Start with the first line of the material. Repeat each line exactly through the one that contains "pub const POLICY_PREFIX_TAG: &str".

RECORD EXTRACTS:
-------------------------
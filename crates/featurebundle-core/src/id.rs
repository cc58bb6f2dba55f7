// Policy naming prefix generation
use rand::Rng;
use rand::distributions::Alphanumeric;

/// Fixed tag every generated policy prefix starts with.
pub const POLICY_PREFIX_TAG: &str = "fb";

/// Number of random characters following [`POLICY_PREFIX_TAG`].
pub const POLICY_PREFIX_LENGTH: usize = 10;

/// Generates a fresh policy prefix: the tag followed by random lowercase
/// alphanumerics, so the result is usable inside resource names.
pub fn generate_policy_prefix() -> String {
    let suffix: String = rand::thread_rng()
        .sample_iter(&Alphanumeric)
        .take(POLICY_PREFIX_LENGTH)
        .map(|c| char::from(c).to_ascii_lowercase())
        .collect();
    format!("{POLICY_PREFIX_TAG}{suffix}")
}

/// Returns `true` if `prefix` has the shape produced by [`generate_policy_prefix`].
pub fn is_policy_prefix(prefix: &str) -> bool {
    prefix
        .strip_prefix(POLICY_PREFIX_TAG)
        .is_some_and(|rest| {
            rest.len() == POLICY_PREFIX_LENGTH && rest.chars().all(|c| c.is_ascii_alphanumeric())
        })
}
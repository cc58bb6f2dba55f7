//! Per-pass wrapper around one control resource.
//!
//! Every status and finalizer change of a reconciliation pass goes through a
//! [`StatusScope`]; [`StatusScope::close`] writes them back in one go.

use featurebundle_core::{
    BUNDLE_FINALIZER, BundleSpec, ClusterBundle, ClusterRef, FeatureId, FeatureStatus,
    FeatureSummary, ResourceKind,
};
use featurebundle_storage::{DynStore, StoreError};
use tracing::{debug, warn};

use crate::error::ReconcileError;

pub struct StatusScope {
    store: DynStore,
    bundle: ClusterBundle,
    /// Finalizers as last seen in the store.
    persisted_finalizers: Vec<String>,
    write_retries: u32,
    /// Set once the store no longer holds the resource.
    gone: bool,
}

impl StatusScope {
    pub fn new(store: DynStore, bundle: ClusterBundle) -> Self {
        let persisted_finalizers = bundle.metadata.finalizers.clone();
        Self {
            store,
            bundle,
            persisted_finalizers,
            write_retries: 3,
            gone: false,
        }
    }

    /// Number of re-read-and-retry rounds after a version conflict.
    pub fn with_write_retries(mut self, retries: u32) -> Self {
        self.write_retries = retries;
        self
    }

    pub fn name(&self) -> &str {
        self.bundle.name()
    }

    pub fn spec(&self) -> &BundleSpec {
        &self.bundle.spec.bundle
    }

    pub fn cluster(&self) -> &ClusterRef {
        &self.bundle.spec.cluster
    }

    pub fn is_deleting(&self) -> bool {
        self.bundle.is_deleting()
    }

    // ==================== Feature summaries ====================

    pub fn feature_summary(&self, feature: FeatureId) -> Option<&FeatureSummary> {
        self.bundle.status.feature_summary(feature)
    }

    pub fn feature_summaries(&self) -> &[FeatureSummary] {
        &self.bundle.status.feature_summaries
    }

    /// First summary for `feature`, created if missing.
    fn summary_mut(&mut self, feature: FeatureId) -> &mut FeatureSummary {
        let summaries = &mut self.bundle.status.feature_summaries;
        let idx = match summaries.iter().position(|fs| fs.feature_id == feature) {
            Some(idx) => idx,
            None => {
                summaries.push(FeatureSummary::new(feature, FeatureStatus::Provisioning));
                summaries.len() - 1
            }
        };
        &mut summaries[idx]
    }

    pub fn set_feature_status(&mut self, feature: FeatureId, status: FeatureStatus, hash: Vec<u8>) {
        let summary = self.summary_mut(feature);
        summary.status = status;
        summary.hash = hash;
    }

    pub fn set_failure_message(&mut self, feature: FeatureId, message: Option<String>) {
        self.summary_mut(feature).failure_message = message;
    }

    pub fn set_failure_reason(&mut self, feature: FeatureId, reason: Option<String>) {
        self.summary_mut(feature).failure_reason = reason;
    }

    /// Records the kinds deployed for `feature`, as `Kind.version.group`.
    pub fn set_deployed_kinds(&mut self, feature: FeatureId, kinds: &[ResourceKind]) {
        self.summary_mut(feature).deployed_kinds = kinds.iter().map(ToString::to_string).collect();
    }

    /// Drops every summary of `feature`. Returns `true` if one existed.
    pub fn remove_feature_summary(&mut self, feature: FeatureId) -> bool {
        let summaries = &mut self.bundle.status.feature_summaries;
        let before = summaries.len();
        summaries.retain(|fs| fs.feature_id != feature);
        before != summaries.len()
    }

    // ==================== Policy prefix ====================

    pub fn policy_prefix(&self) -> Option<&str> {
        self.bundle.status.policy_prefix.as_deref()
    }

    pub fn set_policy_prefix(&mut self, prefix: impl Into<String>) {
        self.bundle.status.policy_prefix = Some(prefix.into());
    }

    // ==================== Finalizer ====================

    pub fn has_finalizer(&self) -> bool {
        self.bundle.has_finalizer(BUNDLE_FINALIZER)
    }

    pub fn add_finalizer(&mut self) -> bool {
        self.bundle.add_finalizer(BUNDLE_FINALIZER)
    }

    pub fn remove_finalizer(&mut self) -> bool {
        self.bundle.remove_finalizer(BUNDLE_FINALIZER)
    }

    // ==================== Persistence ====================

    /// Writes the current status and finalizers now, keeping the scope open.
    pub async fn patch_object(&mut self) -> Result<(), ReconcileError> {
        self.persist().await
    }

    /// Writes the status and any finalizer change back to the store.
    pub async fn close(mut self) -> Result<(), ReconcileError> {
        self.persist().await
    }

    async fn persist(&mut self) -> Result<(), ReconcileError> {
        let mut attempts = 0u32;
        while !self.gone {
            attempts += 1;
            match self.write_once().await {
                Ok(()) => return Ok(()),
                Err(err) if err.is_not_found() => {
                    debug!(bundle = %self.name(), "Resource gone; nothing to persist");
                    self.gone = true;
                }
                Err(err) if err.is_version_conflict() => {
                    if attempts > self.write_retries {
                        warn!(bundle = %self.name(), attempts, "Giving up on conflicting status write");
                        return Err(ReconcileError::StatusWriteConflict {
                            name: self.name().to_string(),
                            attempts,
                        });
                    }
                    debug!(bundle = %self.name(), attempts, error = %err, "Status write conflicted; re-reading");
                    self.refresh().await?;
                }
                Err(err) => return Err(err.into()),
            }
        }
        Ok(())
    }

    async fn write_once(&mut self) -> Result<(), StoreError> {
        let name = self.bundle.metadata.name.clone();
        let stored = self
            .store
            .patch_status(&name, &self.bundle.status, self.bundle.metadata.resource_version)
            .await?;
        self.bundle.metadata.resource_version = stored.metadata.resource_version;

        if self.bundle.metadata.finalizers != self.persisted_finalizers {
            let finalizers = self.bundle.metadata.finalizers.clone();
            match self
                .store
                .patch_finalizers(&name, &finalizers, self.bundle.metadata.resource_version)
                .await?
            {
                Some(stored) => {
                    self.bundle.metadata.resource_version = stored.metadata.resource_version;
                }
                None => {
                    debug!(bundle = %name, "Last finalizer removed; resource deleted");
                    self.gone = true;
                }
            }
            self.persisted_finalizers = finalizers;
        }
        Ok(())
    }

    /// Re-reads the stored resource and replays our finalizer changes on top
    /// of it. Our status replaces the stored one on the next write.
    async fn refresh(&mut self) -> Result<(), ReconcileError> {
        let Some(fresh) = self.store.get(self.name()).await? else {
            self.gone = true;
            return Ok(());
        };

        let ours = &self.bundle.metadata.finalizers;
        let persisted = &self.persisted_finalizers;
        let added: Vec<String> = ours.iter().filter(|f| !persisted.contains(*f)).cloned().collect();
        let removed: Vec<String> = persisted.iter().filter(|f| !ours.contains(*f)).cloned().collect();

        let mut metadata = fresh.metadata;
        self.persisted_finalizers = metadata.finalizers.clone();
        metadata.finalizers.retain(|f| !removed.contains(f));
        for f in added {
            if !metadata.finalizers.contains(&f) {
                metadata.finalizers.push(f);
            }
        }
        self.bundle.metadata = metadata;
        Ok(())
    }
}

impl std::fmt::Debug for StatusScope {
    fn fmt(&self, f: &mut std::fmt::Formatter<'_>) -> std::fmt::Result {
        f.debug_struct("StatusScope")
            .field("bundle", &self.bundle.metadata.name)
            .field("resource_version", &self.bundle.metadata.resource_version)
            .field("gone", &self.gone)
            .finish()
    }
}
-------------------------
EXERCISE SOLUTION:
filename crates/featurebundle-core/src/id.rs
repository cc58bb6f2dba55f7
// Policy naming prefix generation
use rand::Rng;
use rand::distributions::Alphanumeric;

/// Fixed tag every generated policy prefix starts with.
pub const POLICY_PREFIX_TAG: &str = "fb";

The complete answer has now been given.